While it is encouraging to see that close to 80% of replication origins can be predicted using a palindrome-based scoring scheme like BWS, we have also noted that the positive predictive value is rather low whenever the corresponding sensitivity exceeds 50%. This means that a substantial percentage of the high-scoring windows do not correspond to confirmed replication origins. On closer examination of these high scoring windows which are not replication origins, some of them turn out to be regulatory sequences such as transcription factor binding sites. So far, we have not made use of palindromes to predict regulatory sites, but this would be an important area to explore.

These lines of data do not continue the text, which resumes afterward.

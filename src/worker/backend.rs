use std::collections::HashMap;
use std::fmt;
use std::sync::Arc;

use async_trait::async_trait;
use thiserror::Error;

use crate::scheduler::job::{JobKind, JobPayload};

/// Failure reported by an execution backend. Always converted into an
/// attempt failure; never surfaced to the submitter directly.
#[derive(Error, Debug, Clone, PartialEq, Eq)]
pub enum BackendError {
    #[error("{0}")]
    Failed(String),

    #[error("invalid payload: {0}")]
    InvalidPayload(String),
}

impl BackendError {
    pub fn failed(message: impl Into<String>) -> Self {
        BackendError::Failed(message.into())
    }
}

/// Capability that performs the actual work for one or more job kinds.
///
/// Implementations must be safe to call concurrently for different jobs and
/// must not assume any state shared between calls.
#[async_trait]
pub trait ExecutionBackend: Send + Sync {
    /// Short name used in log fields
    fn name(&self) -> &str;

    /// Synchronous payload check run at submit time. A rejected payload
    /// never becomes a job.
    fn validate(&self, _kind: &JobKind, _payload: &JobPayload) -> Result<(), BackendError> {
        Ok(())
    }

    /// Perform the work and return an opaque reference to the produced output.
    async fn execute(&self, kind: &JobKind, payload: &JobPayload) -> Result<String, BackendError>;
}

/// Maps each job kind to the backend that handles it.
#[derive(Clone, Default)]
pub struct BackendRegistry {
    backends: HashMap<JobKind, Arc<dyn ExecutionBackend>>,
}

impl BackendRegistry {
    pub fn new() -> Self {
        Self::default()
    }

    pub fn register(mut self, kind: JobKind, backend: Arc<dyn ExecutionBackend>) -> Self {
        self.insert(kind, backend);
        self
    }

    pub fn insert(&mut self, kind: JobKind, backend: Arc<dyn ExecutionBackend>) {
        tracing::debug!(kind = %kind, backend = backend.name(), "Execution backend registered");
        self.backends.insert(kind, backend);
    }

    pub fn get(&self, kind: &JobKind) -> Option<Arc<dyn ExecutionBackend>> {
        self.backends.get(kind).cloned()
    }

    pub fn contains(&self, kind: &JobKind) -> bool {
        self.backends.contains_key(kind)
    }

    pub fn kinds(&self) -> Vec<JobKind> {
        self.backends.keys().cloned().collect()
    }
}

impl fmt::Debug for BackendRegistry {
    fn fmt(&self, f: &mut fmt::Formatter<'_>) -> fmt::Result {
        let names: Vec<String> = self
            .backends
            .iter()
            .map(|(kind, backend)| format!("{}={}", kind, backend.name()))
            .collect();
        f.debug_struct("BackendRegistry")
            .field("backends", &names)
            .finish()
    }
}
use tokio::signal::unix::{signal, SignalKind};
use tokio_util::sync::CancellationToken;

/// Resolves with the signal name once SIGTERM or SIGINT arrives.
pub async fn wait_for_signal() -> std::io::Result<&'static str> {
    let mut sigterm = signal(SignalKind::terminate())?;
    let mut sigint = signal(SignalKind::interrupt())?;

    let received = tokio::select! {
        _ = sigterm.recv() => "SIGTERM",
        _ = sigint.recv() => "SIGINT",
    };
    Ok(received)
}

/// Cancel `token` on the first SIGTERM or SIGINT.
///
/// Cancelling stops new submissions and pending retry timers; in-flight
/// attempts finish and record their outcome.
pub fn cancel_on_signal(token: CancellationToken) {
    tokio::spawn(async move {
        match wait_for_signal().await {
            Ok(received) => {
                tracing::info!(signal = received, "Shutdown signal received, draining job runner");
                token.cancel();
            }
            Err(e) => {
                tracing::error!(error = %e, "Failed to install signal handlers");
            }
        }
    });
}
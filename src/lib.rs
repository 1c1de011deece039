pub mod config;
pub mod dashboard;
pub mod error;
pub mod node;
pub mod scheduler;
pub mod shutdown;
pub mod worker;

pub use error::{EngineError, Result};
//! Job storage.
//!
//! [`JobStore`] is the single source of truth for job state. Every operation
//! is atomic with respect to the others, but the store never merges: a `put`
//! replaces the whole record. Read-modify-write sequences on one id are
//! serialized by the [`Runner`](crate::scheduler::Runner), not here.

use async_trait::async_trait;
use dashmap::DashMap;

use crate::error::Result;
use crate::scheduler::job::{JobId, JobRecord, JobStatus, OwnerScope};

#[async_trait]
pub trait JobStore: Send + Sync {
    /// Insert or overwrite the record with the same id.
    async fn put(&self, record: JobRecord) -> Result<()>;

    async fn get(&self, id: &JobId) -> Result<Option<JobRecord>>;

    async fn list_by_owner(&self, owner: &OwnerScope) -> Result<Vec<JobRecord>>;

    async fn list_by_status(&self, status: JobStatus) -> Result<Vec<JobRecord>>;

    /// Returns whether a record was removed.
    async fn delete(&self, id: &JobId) -> Result<bool>;

    async fn len(&self) -> Result<usize>;
}

/// Sharded in-process store. Locks are held per shard for the duration of a
/// single call, so unrelated jobs never wait on each other.
#[derive(Debug, Default)]
pub struct InMemoryJobStore {
    jobs: DashMap<JobId, JobRecord>,
}

impl InMemoryJobStore {
    pub fn new() -> Self {
        Self::default()
    }
}

#[async_trait]
impl JobStore for InMemoryJobStore {
    async fn put(&self, record: JobRecord) -> Result<()> {
        self.jobs.insert(record.id, record);
        Ok(())
    }

    async fn get(&self, id: &JobId) -> Result<Option<JobRecord>> {
        Ok(self.jobs.get(id).map(|entry| entry.value().clone()))
    }

    async fn list_by_owner(&self, owner: &OwnerScope) -> Result<Vec<JobRecord>> {
        Ok(self
            .jobs
            .iter()
            .filter(|entry| &entry.owner == owner)
            .map(|entry| entry.value().clone())
            .collect())
    }

    async fn list_by_status(&self, status: JobStatus) -> Result<Vec<JobRecord>> {
        Ok(self
            .jobs
            .iter()
            .filter(|entry| entry.status == status)
            .map(|entry| entry.value().clone())
            .collect())
    }

    async fn delete(&self, id: &JobId) -> Result<bool> {
        Ok(self.jobs.remove(id).is_some())
    }

    async fn len(&self) -> Result<usize> {
        Ok(self.jobs.len())
    }
}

Our prediction scheme is geared towards herpesviruses and still needs to be tested on other DNA viruses. There are a few other methods proposed for prediction of replication origins for bacterial, archaeal and yeast genomes (20–23). These methods, which are based on DNA asymmetry, flanking sequence similarity, z-curves, might be adapted to work on viral DNA as well.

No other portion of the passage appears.